____ Study material

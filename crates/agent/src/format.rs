//! Lenient rendering rules for backend JSON fields.
//!
//! Missing or oddly-typed fields degrade to `N/A`/`unknown`/`0` instead of
//! failing the whole reply; only transport-level failures surface as errors.

use chrono::DateTime;
use serde_json::Value;

/// First maximal run of ASCII digits anywhere in the message, if any.
/// This is how order and cart ids are pulled out of free-form chat text.
pub fn first_digit_run(message: &str) -> Option<String> {
    let start = message.find(|ch: char| ch.is_ascii_digit())?;
    let digits: String =
        message[start..].chars().take_while(|ch| ch.is_ascii_digit()).collect();
    Some(digits)
}

/// Scalar rendering of a JSON value: strings verbatim, numbers and booleans
/// via their canonical text, everything else through the JSON printer.
pub fn display_value(value: &Value) -> String {
    match value {
        Value::String(text) => text.clone(),
        Value::Number(number) => number.to_string(),
        Value::Bool(flag) => flag.to_string(),
        other => other.to_string(),
    }
}

/// [`display_value`] with a fallback for absent, null, or empty fields.
pub fn display_or(value: Option<&Value>, fallback: &str) -> String {
    value
        .filter(|v| !v.is_null())
        .map(display_value)
        .filter(|text| !text.is_empty())
        .unwrap_or_else(|| fallback.to_string())
}

/// Numeric values render with fixed two-decimal precision; a present but
/// non-numeric value passes through raw; absent/null renders `N/A`.
pub fn fmt_fixed(value: Option<&Value>) -> String {
    match value {
        Some(Value::Number(number)) => match number.as_f64() {
            Some(amount) => format!("{amount:.2}"),
            None => number.to_string(),
        },
        Some(Value::Null) | None => "N/A".to_string(),
        Some(other) => display_value(other),
    }
}

/// en-US style currency: `$1,234.56`, same passthrough/absent rules as
/// [`fmt_fixed`].
pub fn fmt_currency(value: Option<&Value>) -> String {
    match value {
        Some(Value::Number(number)) => match number.as_f64() {
            Some(amount) => currency(amount),
            None => number.to_string(),
        },
        Some(Value::Null) | None => "N/A".to_string(),
        Some(other) => display_value(other),
    }
}

fn currency(amount: f64) -> String {
    let negative = amount < 0.0;
    let rendered = format!("{:.2}", amount.abs());
    let (integer_part, fraction_part) = match rendered.split_once('.') {
        Some(parts) => parts,
        None => (rendered.as_str(), "00"),
    };

    let mut grouped = String::with_capacity(integer_part.len() + integer_part.len() / 3);
    for (index, digit) in integer_part.chars().enumerate() {
        if index > 0 && (integer_part.len() - index) % 3 == 0 {
            grouped.push(',');
        }
        grouped.push(digit);
    }

    if negative {
        format!("-${grouped}.{fraction_part}")
    } else {
        format!("${grouped}.{fraction_part}")
    }
}

/// RFC 3339 timestamps render as `YYYY-MM-DD HH:MM:SS`; a string the parser
/// does not understand passes through raw; absent/null renders `N/A`.
pub fn fmt_timestamp(value: Option<&Value>) -> String {
    match value {
        Some(Value::String(raw)) => match DateTime::parse_from_rfc3339(raw) {
            Ok(timestamp) => timestamp.format("%Y-%m-%d %H:%M:%S").to_string(),
            Err(_) => raw.clone(),
        },
        Some(Value::Null) | None => "N/A".to_string(),
        Some(other) => display_value(other),
    }
}

/// Item counts are the sum of per-line `quantity` fields (missing or
/// non-numeric lines count as zero), never the array length. Fractional and
/// negative quantities sum as-is rather than being zeroed.
pub fn sum_quantities(items: &[Value]) -> f64 {
    items
        .iter()
        .map(|item| item.get("quantity").and_then(Value::as_f64).unwrap_or(0.0))
        .sum()
}

#[cfg(test)]
mod tests {
    use serde_json::json;

    use super::{
        display_or, first_digit_run, fmt_currency, fmt_fixed, fmt_timestamp, sum_quantities,
    };

    #[test]
    fn digit_run_takes_the_first_maximal_run() {
        assert_eq!(first_digit_run("where is order 1234 or 99?"), Some("1234".to_string()));
        assert_eq!(first_digit_run("cart #7"), Some("7".to_string()));
        assert_eq!(first_digit_run("no numbers here"), None);
        assert_eq!(first_digit_run(""), None);
    }

    #[test]
    fn fixed_formatting_degrades_instead_of_failing() {
        let order = json!({ "total": 12.5, "weird": "abc" });
        assert_eq!(fmt_fixed(order.get("total")), "12.50");
        assert_eq!(fmt_fixed(order.get("weird")), "abc");
        assert_eq!(fmt_fixed(order.get("missing")), "N/A");
        assert_eq!(fmt_fixed(Some(&json!(null))), "N/A");
    }

    #[test]
    fn currency_groups_thousands() {
        assert_eq!(fmt_currency(Some(&json!(20))), "$20.00");
        assert_eq!(fmt_currency(Some(&json!(1234567.891))), "$1,234,567.89");
        assert_eq!(fmt_currency(Some(&json!(-950.5))), "-$950.50");
        assert_eq!(fmt_currency(Some(&json!("free"))), "free");
        assert_eq!(fmt_currency(None), "N/A");
    }

    #[test]
    fn timestamps_render_or_pass_through() {
        assert_eq!(
            fmt_timestamp(Some(&json!("2024-03-01T10:30:00Z"))),
            "2024-03-01 10:30:00"
        );
        assert_eq!(fmt_timestamp(Some(&json!("yesterday"))), "yesterday");
        assert_eq!(fmt_timestamp(None), "N/A");
    }

    #[test]
    fn quantities_sum_with_missing_lines_as_zero() {
        let items = vec![
            json!({ "quantity": 2 }),
            json!({ "name": "no quantity" }),
            json!({ "quantity": 3 }),
        ];
        assert_eq!(sum_quantities(&items), 5.0);
        assert_eq!(format!("{}", sum_quantities(&items)), "5");
        assert_eq!(sum_quantities(&[]), 0.0);
    }

    #[test]
    fn fractional_and_negative_quantities_sum_instead_of_zeroing() {
        let items = vec![
            json!({ "quantity": 1.5 }),
            json!({ "quantity": 2 }),
            json!({ "quantity": -1 }),
            json!({ "quantity": "two" }),
        ];
        assert_eq!(sum_quantities(&items), 2.5);
        assert_eq!(format!("{}", sum_quantities(&items)), "2.5");
    }

    #[test]
    fn display_or_skips_null_and_empty() {
        let item = json!({ "name": "", "id": 4, "gone": null });
        assert_eq!(display_or(item.get("name"), "N/A"), "N/A");
        assert_eq!(display_or(item.get("id"), "N/A"), "4");
        assert_eq!(display_or(item.get("gone"), "N/A"), "N/A");
        assert_eq!(display_or(item.get("missing"), "N/A"), "N/A");
    }
}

________

Goal of the exercise »
From the listing above, give the number of lines in which the word "DateTime" occurs, and nothing else.

Response below »
2